Stop-motion animation about magic flying tacos? A Pixar-caliber animation about love, beans, and what matters most? What’s happening to YouTube ads?
A recent AdWeek article detailed a fun trend of companies rolling out longer animated features for their ad campaigns. In the hectic, cluttered world of social media, these attention-getting spots are, above all, reminding us of one of the key things media is meant to do: entertain us.
For those using video production in Orange County, this brings up a question: is short out and long in?

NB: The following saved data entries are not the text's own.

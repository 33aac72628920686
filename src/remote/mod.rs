//! Remote compute handles
//!
//! A fixed table of externally hosted model families and the `WorkerClient`
//! seam used to invoke them. The router resolves a model id against this
//! table before it looks at the public-node registry.

pub mod http;

use async_trait::async_trait;
use serde::{Serialize, Serializer};
use serde_json::{Map, Value};
use std::fmt;

use crate::error::DispatchError;
use crate::router::RequestContext;

pub use http::HttpWorkerClient;

/// Externally hosted model family, invoked by name
#[derive(Debug, Clone, Copy, PartialEq, Eq, Hash)]
pub enum RemoteHandle {
    Mistral7bInstruct,
    Firellava,
    /// Legacy Stable Diffusion XL family; the only one with image negotiation
    StableDiffusionXl,
    StableDiffusionXlLightning,
    StableDiffusionXlIpAdapter,
    StableDiffusionXlControlnetEdge,
    StableDiffusionXlControlnetDepth,
    StableDiffusion15ControlnetQr,
    StableDiffusionXlInpaint,
    StableDiffusionXlInpaintIpAdapter,
    Lama,
    SegmentAnything,
    Isnet,
    Esrgan,
    Whisper,
    Xtts,
}

impl RemoteHandle {
    pub const ALL: [Self; 16] = [
        Self::Mistral7bInstruct,
        Self::Firellava,
        Self::StableDiffusionXl,
        Self::StableDiffusionXlLightning,
        Self::StableDiffusionXlIpAdapter,
        Self::StableDiffusionXlControlnetEdge,
        Self::StableDiffusionXlControlnetDepth,
        Self::StableDiffusion15ControlnetQr,
        Self::StableDiffusionXlInpaint,
        Self::StableDiffusionXlInpaintIpAdapter,
        Self::Lama,
        Self::SegmentAnything,
        Self::Isnet,
        Self::Esrgan,
        Self::Whisper,
        Self::Xtts,
    ];

    /// Worker name, also the model id callers use to reach it directly
    pub const fn name(self) -> &'static str {
        match self {
            Self::Mistral7bInstruct => "mistral7b_instruct",
            Self::Firellava => "firellava",
            Self::StableDiffusionXl => "sdxl",
            Self::StableDiffusionXlLightning => "stablediffusionxl_lightning",
            Self::StableDiffusionXlIpAdapter => "stablediffusionxl_ipadapter",
            Self::StableDiffusionXlControlnetEdge => "stablediffusionxl_controlnet_edge",
            Self::StableDiffusionXlControlnetDepth => "stablediffusionxl_controlnet_depth",
            Self::StableDiffusion15ControlnetQr => "stablediffusion1_5_controlnet_qr",
            Self::StableDiffusionXlInpaint => "stablediffusionxl_inpaint",
            Self::StableDiffusionXlInpaintIpAdapter => "stablediffusionxl_inpaint_ipadapter",
            Self::Lama => "lama",
            Self::SegmentAnything => "segment_anything",
            Self::Isnet => "isnet",
            Self::Esrgan => "esrgan",
            Self::Whisper => "whisper",
            Self::Xtts => "xtts",
        }
    }

    pub fn from_model_id(model_id: &str) -> Option<Self> {
        Self::ALL.into_iter().find(|h| h.name() == model_id)
    }

    /// Whether results may be returned as raw image bytes
    pub const fn negotiates_image(self) -> bool {
        matches!(self, Self::StableDiffusionXl)
    }

    /// Extract this family's per-call options from the request arguments
    pub fn variant_options(self, args: &Map<String, Value>) -> VariantOptions {
        match self {
            Self::StableDiffusionXl => VariantOptions::StableDiffusionXl {
                use_ssd: args.get("use_ssd").and_then(Value::as_bool),
                use_hosted_url: args.get("use_hosted_url").and_then(Value::as_bool),
            },
            _ => VariantOptions::None,
        }
    }
}

impl fmt::Display for RemoteHandle {
    fn fmt(&self, f: &mut fmt::Formatter<'_>) -> fmt::Result {
        f.write_str(self.name())
    }
}

impl Serialize for RemoteHandle {
    fn serialize<S: Serializer>(&self, serializer: S) -> Result<S::Ok, S::Error> {
        serializer.serialize_str(self.name())
    }
}

/// Per-family options carried alongside the arguments
#[derive(Debug, Clone, PartialEq, Eq, Default, Serialize)]
#[serde(tag = "variant", rename_all = "snake_case")]
pub enum VariantOptions {
    #[default]
    None,
    StableDiffusionXl {
        #[serde(skip_serializing_if = "Option::is_none")]
        use_ssd: Option<bool>,
        #[serde(skip_serializing_if = "Option::is_none")]
        use_hosted_url: Option<bool>,
    },
}

/// One invocation of a remote worker
#[derive(Debug, Serialize)]
pub struct WorkerCall<'a> {
    pub handle: RemoteHandle,
    pub args: &'a Map<String, Value>,
    pub options: &'a VariantOptions,
    pub context: &'a RequestContext,
}

/// Invokes remote workers
///
/// Implementations must be thread-safe; the router holds one behind an `Arc`.
#[async_trait]
pub trait WorkerClient: Send + Sync {
    async fn invoke(&self, call: WorkerCall<'_>) -> Result<Value, DispatchError>;
}

/// Dispatch wrapper: a handle plus the options extracted for this call
#[derive(Debug, Clone, PartialEq, Eq)]
pub struct RemoteDispatch {
    pub handle: RemoteHandle,
    pub options: VariantOptions,
}

impl RemoteDispatch {
    pub fn new(handle: RemoteHandle, args: &Map<String, Value>) -> Self {
        Self {
            handle,
            options: handle.variant_options(args),
        }
    }

    pub async fn run(
        &self,
        workers: &dyn WorkerClient,
        args: &Map<String, Value>,
        context: &RequestContext,
    ) -> Result<Value, DispatchError> {
        workers
            .invoke(WorkerCall {
                handle: self.handle,
                args,
                options: &self.options,
                context,
            })
            .await
    }
}

/// Items of a worker result
///
/// Workers answer with a bare list, `{"data": [...]}`, `{"data": {"items": [...]}}`
/// or `{"items": [...]}`. Anything else yields no items.
pub fn result_items(result: &Value) -> &[Value] {
    let list = match result {
        Value::Array(items) => Some(items),
        Value::Object(obj) => match obj.get("data") {
            Some(Value::Array(items)) => Some(items),
            Some(Value::Object(data)) => data.get("items").and_then(Value::as_array),
            _ => obj.get("items").and_then(Value::as_array),
        },
        _ => None,
    };
    list.map_or(&[][..], Vec::as_slice)
}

As the article suggests, brands are experimenting with longer, higher-quality content for a few reasons. First, on social, the competition isn’t just limited to other brands. To get your voice heard online, you’ve also got to compete with the content that people are actually there to consume. Next, and importantly, more and more people are increasing the time they spend on social media, and are thus increasingly comfortable consuming media on their mobile devices—even if it’s longer. In short, the markets are primed and conditioned to cozy up to a longer spot, if it has the power to hold our attention.
(Quality) Content is King
That IF is the crucial point…The reason longer ads work is part of the same principle that gave us short ads. If people get antsy and bored with your ad, make it shorter, to get the same marketing message across in fewer seconds, to avoid the SKIP button. Long form approaches the problem differently. If our audience gets antsy with our advertising, deliver the marketing message, but give them more and better content, which they’ll actually want to see.
In a sense, the 6-second YouTube bumper ads—those ones you can’t skip—use sleight of hand to almost slip their calling card into your pocket. By contrast, the transaction of these longer, higher-quality advertisements is a bit more wholesome. In exchange for your valuable time, we’ll give you what everyone wants: quality, engaging entertainment.
This may just be my take, but short ads rose became so common not because the current smart phone-wielding generation has a shorter attention span. If that were true across the board, motion pictures would be getting shorter and shorter each year. No, businesses are forced to use short ads because, with more and more companies jockeying for our attention, the average individual is far less willing to care about what some brand wants to tell them—or sell them. We’re far more equipped to see through insincerity. The longer animated ads we mentioned are successful not because they are longer, but because they are more sincere in their efforts to entertain us.
This isn’t to say that short-form is losing its grip. Those hyper-weird 6-second YouTube bumper ads that run just long enough to make you uncomfortable (I’m talking to you, Old Spice…) do somehow speak to our generation. But as Geico’ genius YouTube bumper ads spoof illustrates, it’s not about the length of ad—it’s how you use it.
So for the company who is considering video production in Orange County, in the end, if you’re sincere, and if your work is clever, or beautiful, or awesome enough to stand out, you’ve got a successful ad on your hands. So if you have the resources, dig deep and make the ground-breaking 3-minute epic you’ve always wanted to. If not, go ahead and use six seconds to make your message short and sweet. The secret sauce to both formats is a brand that’s sincere—and content that engages.